* _Source material_:
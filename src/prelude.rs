//! # proxyforge Prelude
//!
//! This module provides a convenient prelude for the most commonly used types
//! and traits from the proxyforge library. Import this module to get quick
//! access to the essential types for proxy synthesis and interception.

// ================================================================================================
// Core Types and Error Handling
// ================================================================================================

/// The main error type for all proxyforge operations
pub use crate::Error;

/// The result type used throughout proxyforge
pub use crate::Result;

// ================================================================================================
// Main Entry Points
// ================================================================================================

/// The proxy builder: configuration surface and memoized type synthesis
pub use crate::proxy::ProxyBuilder;

/// Synthesized proxy types and their instances
pub use crate::proxy::{ProxyObject, ProxyTypeDescriptor};

/// The analyzed view of a prototype a builder works from
pub use crate::proxy::PrototypeDescriptor;

// ================================================================================================
// Interception
// ================================================================================================

/// Handler, predicate, and invocation context types for interceptor stages
pub use crate::interception::{
    BaseCall, InterceptHandler, InterceptHandlerRc, Invocation, MemberPredicate,
};

/// Registration selectors and configuration sources
pub use crate::interception::{DeclaredInterceptors, InterceptSource, MemberSelector};

// ================================================================================================
// Runtime Object Model
// ================================================================================================

/// Identity token for model entities
pub use crate::model::Token;

/// Core model entities
pub use crate::model::{
    Member, MemberFlags, MemberRc, Prototype, PrototypeBuilder, PrototypeKind, PrototypeRc,
    PrototypeRegistry,
};

/// Values and type identity crossing chain boundaries
pub use crate::model::{ChainValue, TypeKey, TypeSig, ValueKind};
//! Per-call invocation context threaded through compiled chain stages.
//!
//! An invocation is created fresh for every call entering a proxy member and
//! discarded when the call returns. Each stage of a compiled chain observes
//! the call through one of two views:
//!
//! - [`Invocation`] - what an interceptor sees: the target instance, the
//!   member descriptor, the boxed argument vector, the resolved generic
//!   arguments, and the continuation to the next stage
//! - [`BaseCall`] - what a base implementation body sees: the same call data
//!   after marshalling checks, without a continuation
//!
//! An interceptor controls whether the chain continues by invoking (or not
//! invoking) [`Invocation::proceed`]; invoking it zero, one, or multiple
//! times is legal.
//!
//! # Examples
//!
//! ```rust
//! use proxyforge::interception::Invocation;
//! use proxyforge::model::ChainValue;
//! use proxyforge::Result;
//! use std::sync::Arc;
//!
//! // A pass-through interceptor that doubles the result of the rest of the chain.
//! let handler = Arc::new(|invocation: &Invocation<'_>| -> Result<ChainValue> {
//!     let inner = invocation.proceed()?;
//!     let doubled = inner.unbox::<i32>()? * 2;
//!     Ok(ChainValue::boxed(doubled))
//! });
//! # let _ = handler;
//! ```

use std::any::Any;
use std::sync::Arc;

use crate::model::{ChainValue, Member, MemberRc, TypeKey};
use crate::{Error, Result};

/// Shared reference to the state object a proxy instance dispatches against
pub type TargetRc = Arc<dyn Any + Send + Sync>;

/// An interceptor handler: given the invocation context, produce the call result.
///
/// The handler decides whether the chain continues by calling
/// [`Invocation::proceed`] (or [`Invocation::proceed_with`] to substitute
/// arguments); not calling it short-circuits every inner stage including the
/// base implementation.
pub type InterceptHandler = dyn Fn(&Invocation<'_>) -> Result<ChainValue> + Send + Sync;
/// Shared reference to an [`InterceptHandler`]
pub type InterceptHandlerRc = Arc<InterceptHandler>;

/// A predicate over members, used to filter which members a registration applies to
pub type MemberPredicate = Arc<dyn Fn(&Member) -> bool + Send + Sync>;

/// A member's original implementation, invoked by the innermost chain stage
pub type MemberBody = Arc<dyn Fn(&BaseCall<'_>) -> Result<ChainValue> + Send + Sync>;

/// A constructor body: given the checked argument vector, produce the target state
pub type ConstructorBody = Arc<dyn Fn(&[ChainValue]) -> Result<TargetRc> + Send + Sync>;

/// One stage of a compiled chain. Stages are immutable closures shared
/// between all instances of a proxy type and callable concurrently.
pub(crate) type StageFn = Arc<dyn Fn(CallFrame) -> Result<ChainValue> + Send + Sync>;

/// Per-call state threaded through every stage of a compiled chain.
///
/// Cloning a frame shares the target and the boxed argument payloads; a
/// continuation invoked twice observes the same argument vector both times.
#[derive(Clone)]
pub(crate) struct CallFrame {
    /// The instance the call is dispatched against
    pub target: TargetRc,
    /// Boxed argument vector, positionally bound to the member's parameters
    pub args: Vec<ChainValue>,
    /// Concrete type arguments bound at the call site for generic members
    pub type_args: Arc<[TypeKey]>,
}

/// The view of one call observed by an interceptor stage.
pub struct Invocation<'a> {
    member: &'a MemberRc,
    frame: &'a CallFrame,
    next: &'a StageFn,
}

impl<'a> Invocation<'a> {
    pub(crate) fn new(member: &'a MemberRc, frame: &'a CallFrame, next: &'a StageFn) -> Self {
        Invocation {
            member,
            frame,
            next,
        }
    }

    /// The member being invoked
    #[must_use]
    pub fn member(&self) -> &MemberRc {
        self.member
    }

    /// The raw target instance
    #[must_use]
    pub fn target_raw(&self) -> &(dyn Any + Send + Sync) {
        self.frame.target.as_ref()
    }

    /// The target instance downcast to `T`.
    ///
    /// # Errors
    /// Returns [`Error::InvalidCastInChain`] if the target is not a `T`.
    pub fn target<T: Any>(&self) -> Result<&T> {
        self.frame
            .target
            .downcast_ref::<T>()
            .ok_or_else(|| Error::InvalidCastInChain {
                expected: std::any::type_name::<T>().to_string(),
                found: "target of a different type".to_string(),
            })
    }

    /// The boxed argument vector
    #[must_use]
    pub fn arguments(&self) -> &[ChainValue] {
        &self.frame.args
    }

    /// Argument at position `index`, unboxed as `T`.
    ///
    /// # Errors
    /// Returns [`Error::InvalidArgument`] if the index is out of range, or
    /// [`Error::InvalidCastInChain`] if the argument is not a `T`.
    pub fn argument<T: Any>(&self, index: usize) -> Result<&T> {
        self.frame
            .args
            .get(index)
            .ok_or_else(|| Error::InvalidArgument(format!("argument index {index} out of range")))?
            .unbox_ref::<T>()
    }

    /// Concrete type arguments bound at the call site
    #[must_use]
    pub fn type_args(&self) -> &[TypeKey] {
        &self.frame.type_args
    }

    /// Invokes the continuation with the current argument vector.
    ///
    /// # Errors
    /// Propagates whatever the rest of the chain returns.
    pub fn proceed(&self) -> Result<ChainValue> {
        (self.next)(self.frame.clone())
    }

    /// Invokes the continuation with a substituted argument vector.
    ///
    /// The substituted values still cross the base-call boundary through the
    /// normal marshalling checks; an incompatible substitution surfaces
    /// [`Error::InvalidCastInChain`] from the stage that detects it.
    ///
    /// # Errors
    /// Propagates whatever the rest of the chain returns.
    pub fn proceed_with(&self, args: Vec<ChainValue>) -> Result<ChainValue> {
        (self.next)(CallFrame {
            target: self.frame.target.clone(),
            args,
            type_args: self.frame.type_args.clone(),
        })
    }
}

/// The view of one call observed by a base implementation body.
///
/// Arguments have already been checked against the member's declared
/// parameter types when a `BaseCall` is constructed, so the typed accessors
/// only fail if the body requests a type other than the declared one.
pub struct BaseCall<'a> {
    member: &'a MemberRc,
    frame: &'a CallFrame,
}

impl<'a> BaseCall<'a> {
    pub(crate) fn new(member: &'a MemberRc, frame: &'a CallFrame) -> Self {
        BaseCall { member, frame }
    }

    /// The member being invoked
    #[must_use]
    pub fn member(&self) -> &MemberRc {
        self.member
    }

    /// The raw target instance
    #[must_use]
    pub fn target_raw(&self) -> &(dyn Any + Send + Sync) {
        self.frame.target.as_ref()
    }

    /// The target instance downcast to `T`.
    ///
    /// # Errors
    /// Returns [`Error::InvalidCastInChain`] if the target is not a `T`.
    pub fn target<T: Any>(&self) -> Result<&T> {
        self.frame
            .target
            .downcast_ref::<T>()
            .ok_or_else(|| Error::InvalidCastInChain {
                expected: std::any::type_name::<T>().to_string(),
                found: "target of a different type".to_string(),
            })
    }

    /// The boxed argument vector
    #[must_use]
    pub fn args(&self) -> &[ChainValue] {
        &self.frame.args
    }

    /// Argument cell at position `index`.
    ///
    /// # Errors
    /// Returns [`Error::InvalidArgument`] if the index is out of range.
    pub fn arg_value(&self, index: usize) -> Result<&ChainValue> {
        self.frame
            .args
            .get(index)
            .ok_or_else(|| Error::InvalidArgument(format!("argument index {index} out of range")))
    }

    /// Argument at position `index`, unboxed as `T`.
    ///
    /// # Errors
    /// Returns [`Error::InvalidArgument`] if the index is out of range, or
    /// [`Error::InvalidCastInChain`] if the argument is not a `T`.
    pub fn arg<T: Any>(&self, index: usize) -> Result<&T> {
        self.arg_value(index)?.unbox_ref::<T>()
    }

    /// Concrete type argument at position `index`, if one was supplied
    #[must_use]
    pub fn type_arg(&self, index: usize) -> Option<TypeKey> {
        self.frame.type_args.get(index).copied()
    }

    /// Concrete type arguments bound at the call site
    #[must_use]
    pub fn type_args(&self) -> &[TypeKey] {
        &self.frame.type_args
    }
}

#[cfg(test)]
mod tests {
    use super::*;
    use crate::model::{MemberFlags, MemberSignature, Token};

    fn sample_member() -> MemberRc {
        Arc::new(Member {
            token: Token::member(1),
            name: "sample".to_string(),
            declaring: Token::prototype(1),
            flags: MemberFlags::PUBLIC | MemberFlags::VIRTUAL,
            signature: MemberSignature::default(),
            body: None,
            declared_interceptors: Vec::new(),
        })
    }

    fn frame_with(args: Vec<ChainValue>) -> CallFrame {
        CallFrame {
            target: Arc::new(()),
            args,
            type_args: Arc::from(&[] as &[TypeKey]),
        }
    }

    #[test]
    fn test_invocation_accessors() {
        let member = sample_member();
        let frame = frame_with(vec![ChainValue::boxed(2i32), ChainValue::boxed(3i32)]);
        let next: StageFn = Arc::new(|frame| Ok(frame.args[0].clone()));

        let invocation = Invocation::new(&member, &frame, &next);
        assert_eq!(invocation.member().name, "sample");
        assert_eq!(invocation.arguments().len(), 2);
        assert_eq!(invocation.argument::<i32>(1).unwrap(), &3);
        assert!(invocation.argument::<i32>(2).is_err());
    }

    #[test]
    fn test_proceed_forwards_frame() {
        let member = sample_member();
        let frame = frame_with(vec![ChainValue::boxed(7i32)]);
        let next: StageFn = Arc::new(|frame| frame.args[0].unbox::<i32>().map(ChainValue::boxed));

        let invocation = Invocation::new(&member, &frame, &next);
        assert_eq!(invocation.proceed().unwrap().unbox::<i32>().unwrap(), 7);
    }

    #[test]
    fn test_proceed_with_substitutes_arguments() {
        let member = sample_member();
        let frame = frame_with(vec![ChainValue::boxed(7i32)]);
        let next: StageFn = Arc::new(|frame| frame.args[0].unbox::<i32>().map(ChainValue::boxed));

        let invocation = Invocation::new(&member, &frame, &next);
        let result = invocation
            .proceed_with(vec![ChainValue::boxed(9i32)])
            .unwrap();
        assert_eq!(result.unbox::<i32>().unwrap(), 9);
        // The original frame is untouched.
        assert_eq!(frame.args[0].unbox::<i32>().unwrap(), 7);
    }

    #[test]
    fn test_base_call_typed_accessors() {
        let member = sample_member();
        let frame = frame_with(vec![ChainValue::boxed(String::from("x"))]);

        let call = BaseCall::new(&member, &frame);
        assert_eq!(call.arg::<String>(0).unwrap(), "x");
        assert!(call.arg::<i32>(0).is_err());
        assert!(call.type_arg(0).is_none());
    }
}
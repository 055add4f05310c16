//! Prototype entries of the runtime object model.
//!
//! A [`Prototype`] is the type a proxy type is derived from: an interface or
//! an inheritable class, with its member list, constructors, type-level
//! generic parameters, and any declared type-scoped interceptors (the
//! equivalent of type-level interception attributes).

use std::sync::Arc;

use bitflags::bitflags;
use strum::{EnumCount, EnumIter};

use crate::interception::invocation::{ConstructorBody, InterceptHandlerRc, MemberPredicate};
use crate::model::member::{GenericParamDef, MemberList, MemberRc, ParamSig};
use crate::model::token::Token;

/// Reference to a `Prototype`
pub type PrototypeRc = Arc<Prototype>;
/// A vector that holds shared `Constructor` entries
pub type ConstructorList = Arc<boxcar::Vec<ConstructorRc>>;
/// Reference to a `Constructor`
pub type ConstructorRc = Arc<Constructor>;

/// The shape of a prototype type.
#[derive(Debug, Clone, Copy, PartialEq, Eq, EnumIter, EnumCount)]
pub enum PrototypeKind {
    /// An interface; every member is implicitly virtual and bodiless unless
    /// it declares a default
    Interface,
    /// An inheritable class; members opt into virtual dispatch individually
    Class,
}

bitflags! {
    #[derive(Debug, Clone, Copy, PartialEq, Eq)]
    /// Prototype attribute flags controlling eligibility
    pub struct PrototypeFlags: u32 {
        /// Prototype is accessible outside its defining scope
        const PUBLIC = 0x0001;
        /// Prototype cannot be derived from
        const SEALED = 0x0002;
        /// Prototype cannot be instantiated directly
        const ABSTRACT = 0x0004;
    }
}

/// A constructor of a class prototype.
///
/// The body receives the argument vector after it has been checked against
/// the declared parameter signature and produces the state object the proxy
/// instance dispatches against.
pub struct Constructor {
    /// Declared parameters, in declaration order
    pub params: Vec<ParamSig>,
    /// True if the constructor is accessible for instance creation
    pub public: bool,
    /// Factory producing the target state
    pub body: ConstructorBody,
}

impl std::fmt::Debug for Constructor {
    fn fmt(&self, f: &mut std::fmt::Formatter<'_>) -> std::fmt::Result {
        f.debug_struct("Constructor")
            .field("params", &self.params.len())
            .field("public", &self.public)
            .finish()
    }
}

/// A declared type-scoped interceptor carried by a prototype.
///
/// The equivalent of a type-level interception attribute: the handler applies
/// to every qualifying member, optionally narrowed by its own applicability
/// predicate.
#[derive(Clone)]
pub struct TypeInterceptor {
    /// The handler to run around qualifying member calls
    pub handler: InterceptHandlerRc,
    /// Applicability predicate; `None` applies to every overridable member
    pub filter: Option<MemberPredicate>,
}

/// Represents a prototype type: the interface or inheritable class a proxy
/// type is derived from.
///
/// Collections are append-only and populated while the entity is constructed
/// by [`PrototypeBuilder`](crate::model::PrototypeBuilder); once registered
/// the entry is treated as immutable.
pub struct Prototype {
    /// Token identifying this prototype
    pub token: Token,
    /// Namespace (can be empty)
    pub namespace: String,
    /// Name of the prototype
    pub name: String,
    /// Whether this is an interface or a class
    pub kind: PrototypeKind,
    /// Attribute flags
    pub flags: PrototypeFlags,
    /// All members this prototype has
    pub members: MemberList,
    /// All constructors this prototype has
    pub constructors: ConstructorList,
    /// Type-level generic parameters (captured, not instantiated here)
    pub generic_params: Arc<boxcar::Vec<GenericParamDef>>,
    /// Declared type-scoped interceptors, in declaration order
    pub declared_interceptors: Arc<boxcar::Vec<TypeInterceptor>>,
}

impl Prototype {
    /// Returns the full name (Namespace.Name) of the entity
    #[must_use]
    pub fn fullname(&self) -> String {
        format!("{0}.{1}", self.namespace, self.name)
    }

    /// True if the prototype is an interface
    #[must_use]
    pub fn is_interface(&self) -> bool {
        self.kind == PrototypeKind::Interface
    }

    /// Looks up a member by name; the first declared match wins
    #[must_use]
    pub fn member_by_name(&self, name: &str) -> Option<MemberRc> {
        self.members
            .iter()
            .find_map(|(_, member)| (member.name == name).then(|| member.clone()))
    }

    /// Looks up a member by token
    #[must_use]
    pub fn member_by_token(&self, token: Token) -> Option<MemberRc> {
        self.members
            .iter()
            .find_map(|(_, member)| (member.token == token).then(|| member.clone()))
    }

    /// True if any accessible constructor is declared
    #[must_use]
    pub fn has_accessible_constructor(&self) -> bool {
        self.constructors.iter().any(|(_, ctor)| ctor.public)
    }
}

impl std::fmt::Debug for Prototype {
    fn fmt(&self, f: &mut std::fmt::Formatter<'_>) -> std::fmt::Result {
        f.debug_struct("Prototype")
            .field("token", &self.token)
            .field("fullname", &self.fullname())
            .field("kind", &self.kind)
            .field("flags", &self.flags)
            .field("members", &self.members.count())
            .finish()
    }
}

* _How to complete this task_:
Would you print, exactly as written, every line above from the one holding "pub type InterceptHandler = dyn" through the one holding "pub(crate) type StageFn", with both included and no other lines?

* _Written reply_:
pub type InterceptHandler = dyn Fn(&Invocation<'_>) -> Result<ChainValue> + Send + Sync;
/// Shared reference to an [`InterceptHandler`]
pub type InterceptHandlerRc = Arc<InterceptHandler>;

/// A predicate over members, used to filter which members a registration applies to
pub type MemberPredicate = Arc<dyn Fn(&Member) -> bool + Send + Sync>;

/// A member's original implementation, invoked by the innermost chain stage
pub type MemberBody = Arc<dyn Fn(&BaseCall<'_>) -> Result<ChainValue> + Send + Sync>;

/// A constructor body: given the checked argument vector, produce the target state
pub type ConstructorBody = Arc<dyn Fn(&[ChainValue]) -> Result<TargetRc> + Send + Sync>;

/// One stage of a compiled chain. Stages are immutable closures shared
/// between all instances of a proxy type and callable concurrently.
pub(crate) type StageFn = Arc<dyn Fn(CallFrame) -> Result<ChainValue> + Send + Sync>;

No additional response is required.